[Source data Boundary: Start]
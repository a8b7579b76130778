//! Task records and dependency references.
//!
//! Tasks come from the external task store as a flat list. The only parsing
//! herder does on store data is splitting dependency references into local
//! and cross-project forms.

use serde::{Deserialize, Serialize};

/// Task type that is never directly dispatchable.
pub const EPIC_TYPE: &str = "epic";

/// Label prefix marking a task as stage-associated.
pub const STAGE_LABEL_PREFIX: &str = "stage:";

/// Role consumed by implementation work.
pub const ROLE_CODER: &str = "coder";

/// Role consumed by review work.
pub const ROLE_REVIEWER: &str = "reviewer";

/// Task status as reported by the store.
///
/// Only `Closed` satisfies a dependency and only `Open` is dispatchable.
/// Statuses this build does not know about fold into `Other` and count as
/// neither.
#[derive(Debug, Clone, Copy, PartialEq, Eq, Serialize, Deserialize)]
#[serde(rename_all = "snake_case")]
pub enum TaskStatus {
    Open,
    InProgress,
    Blocked,
    Deferred,
    Closed,
    #[serde(other)]
    Other,
}

impl TaskStatus {
    /// True only for `Open` - the single dispatchable status.
    pub fn is_open(&self) -> bool {
        matches!(self, TaskStatus::Open)
    }

    /// True only for `Closed` - the single status that satisfies a dependency.
    pub fn is_closed(&self) -> bool {
        matches!(self, TaskStatus::Closed)
    }
}

/// A unit of trackable work.
#[derive(Debug, Clone, PartialEq, Serialize, Deserialize)]
#[serde(default)]
pub struct Task {
    /// Opaque id, unique within its project.
    pub id: String,

    /// Human-readable title.
    pub title: String,

    /// Current status.
    pub status: TaskStatus,

    /// Task type; the literal `epic` is never dispatched.
    #[serde(rename = "type")]
    pub task_type: String,

    /// Lower = more urgent.
    pub priority: i64,

    /// Estimated effort in minutes; used only as an ordering tie-break.
    pub estimate_minutes: i64,

    /// Free-form labels; `stage:<name>` marks the task stage-associated.
    pub labels: Vec<String>,

    /// Dependency references: bare local ids or `<project>:<task-id>`.
    pub depends_on: Vec<String>,
}

impl Default for Task {
    fn default() -> Self {
        Self {
            id: String::new(),
            title: String::new(),
            status: TaskStatus::Open,
            task_type: "task".to_string(),
            priority: 2,
            estimate_minutes: 0,
            labels: Vec::new(),
            depends_on: Vec::new(),
        }
    }
}

impl Task {
    /// Create an open task with the given id.
    pub fn new(id: impl Into<String>) -> Self {
        Self {
            id: id.into(),
            ..Default::default()
        }
    }

    /// Set the status.
    pub fn with_status(mut self, status: TaskStatus) -> Self {
        self.status = status;
        self
    }

    /// Set the task type.
    pub fn with_type(mut self, task_type: impl Into<String>) -> Self {
        self.task_type = task_type.into();
        self
    }

    /// Set the priority.
    pub fn with_priority(mut self, priority: i64) -> Self {
        self.priority = priority;
        self
    }

    /// Set the estimate in minutes.
    pub fn with_estimate(mut self, minutes: i64) -> Self {
        self.estimate_minutes = minutes;
        self
    }

    /// Add a label.
    pub fn with_label(mut self, label: impl Into<String>) -> Self {
        self.labels.push(label.into());
        self
    }

    /// Add a dependency reference.
    pub fn with_dep(mut self, dep: impl Into<String>) -> Self {
        self.depends_on.push(dep.into());
        self
    }

    /// True when the task type is `epic`.
    pub fn is_epic(&self) -> bool {
        self.task_type == EPIC_TYPE
    }

    /// The stage name when a `stage:<name>` label is present.
    ///
    /// First matching label wins. This is a plain prefix check, derived where
    /// needed rather than re-matched per admission rule.
    pub fn stage_label(&self) -> Option<&str> {
        self.labels.iter().find_map(|l| l.strip_prefix(STAGE_LABEL_PREFIX))
    }

    /// Execution role this task consumes a concurrency slot for.
    pub fn role(&self) -> &'static str {
        if self.task_type == "review" { ROLE_REVIEWER } else { ROLE_CODER }
    }
}

/// A parsed dependency reference.
#[derive(Debug, Clone, Copy, PartialEq, Eq)]
pub enum DepRef<'a> {
    /// A task id within the same project.
    Local(&'a str),
    /// A task in another project.
    Cross { project: &'a str, task: &'a str },
}

impl<'a> DepRef<'a> {
    /// Split a dependency reference on its first colon.
    ///
    /// Only the first colon is significant: everything after it is the remote
    /// task id verbatim. No colon, or an empty string before the colon, means
    /// local - a leading colon is not a valid project separator and the id is
    /// returned unchanged.
    pub fn parse(raw: &'a str) -> Self {
        match raw.split_once(':') {
            Some((project, task)) if !project.is_empty() => DepRef::Cross { project, task },
            _ => DepRef::Local(raw),
        }
    }

    /// True for cross-project references.
    pub fn is_cross(&self) -> bool {
        matches!(self, DepRef::Cross { .. })
    }
}
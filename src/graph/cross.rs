//! Cross-project task index.
//!
//! Aggregates per-project id->task indexes so `<project>:<task-id>`
//! dependency references can be resolved. Construction is best-effort: a
//! project whose listing fails is excluded and recorded, never fatal to the
//! build. Admission then treats dependencies into an excluded project as
//! unresolved, which fails closed.

use std::collections::HashMap;

use futures::future::join_all;

use crate::graph::task::Task;
use crate::source::{TaskSource, list_with_resync};

/// Task indexes for every project whose listing succeeded.
#[derive(Debug, Clone, Default)]
pub struct CrossProjectGraph {
    /// Project name -> task id -> task.
    projects: HashMap<String, HashMap<String, Task>>,
    /// Project name -> listing error. Observable so callers can tell an
    /// excluded project apart from a project with no tasks.
    failures: HashMap<String, String>,
}

impl CrossProjectGraph {
    /// Create an empty graph.
    pub fn new() -> Self {
        Self::default()
    }

    /// List every named project through the source and index the results.
    ///
    /// Listings run concurrently; each one recovers once from an out-of-sync
    /// index. A listing that still fails (or was cancelled by the caller's
    /// timeout) excludes only that project.
    pub async fn build(source: &dyn TaskSource, projects: &[String]) -> Self {
        let listings = join_all(
            projects
                .iter()
                .map(|name| async move { (name.clone(), list_with_resync(source, name).await) }),
        )
        .await;

        let mut graph = Self::new();
        for (name, result) in listings {
            match result {
                Ok(tasks) => graph.insert_project(name, tasks),
                Err(e) => graph.record_failure(name, e.to_string()),
            }
        }
        graph
    }

    /// Index a project's task list. Last write wins on duplicate task ids.
    pub fn insert_project(&mut self, name: impl Into<String>, tasks: Vec<Task>) {
        let index: HashMap<String, Task> = tasks.into_iter().map(|t| (t.id.clone(), t)).collect();
        self.projects.insert(name.into(), index);
    }

    /// Record a project whose listing failed.
    pub fn record_failure(&mut self, name: impl Into<String>, error: impl Into<String>) {
        let name = name.into();
        let error = error.into();
        tracing::warn!(project = %name, error = %error, "Excluding project from cross-project graph");
        self.failures.insert(name, error);
    }

    /// True only for a known project, known task, closed status.
    ///
    /// Unknown project, unknown task, and non-closed status all resolve to
    /// false - a cross-project dependency never unblocks on missing data.
    pub fn is_resolved(&self, project: &str, task_id: &str) -> bool {
        self.projects
            .get(project)
            .and_then(|index| index.get(task_id))
            .is_some_and(|task| task.status.is_closed())
    }

    /// The task index for a project, when its listing succeeded.
    pub fn project(&self, name: &str) -> Option<&HashMap<String, Task>> {
        self.projects.get(name)
    }

    /// Projects excluded by listing failures, with their errors.
    pub fn failures(&self) -> &HashMap<String, String> {
        &self.failures
    }

    /// Number of successfully indexed projects.
    pub fn len(&self) -> usize {
        self.projects.len()
    }

    /// True when no project was indexed.
    pub fn is_empty(&self) -> bool {
        self.projects.is_empty()
    }
}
[Source data Boundary: End]
Problem statement: Copy out only the lines of the records above from the one with "estimate in minutes." through the one with "pub fn with_label(mut", exactly as they stand, both included.

Response area:
    /// Set the estimate in minutes.
    pub fn with_estimate(mut self, minutes: i64) -> Self {
        self.estimate_minutes = minutes;
        self
    }

    /// Add a label.
    pub fn with_label(mut self, label: impl Into<String>) -> Self {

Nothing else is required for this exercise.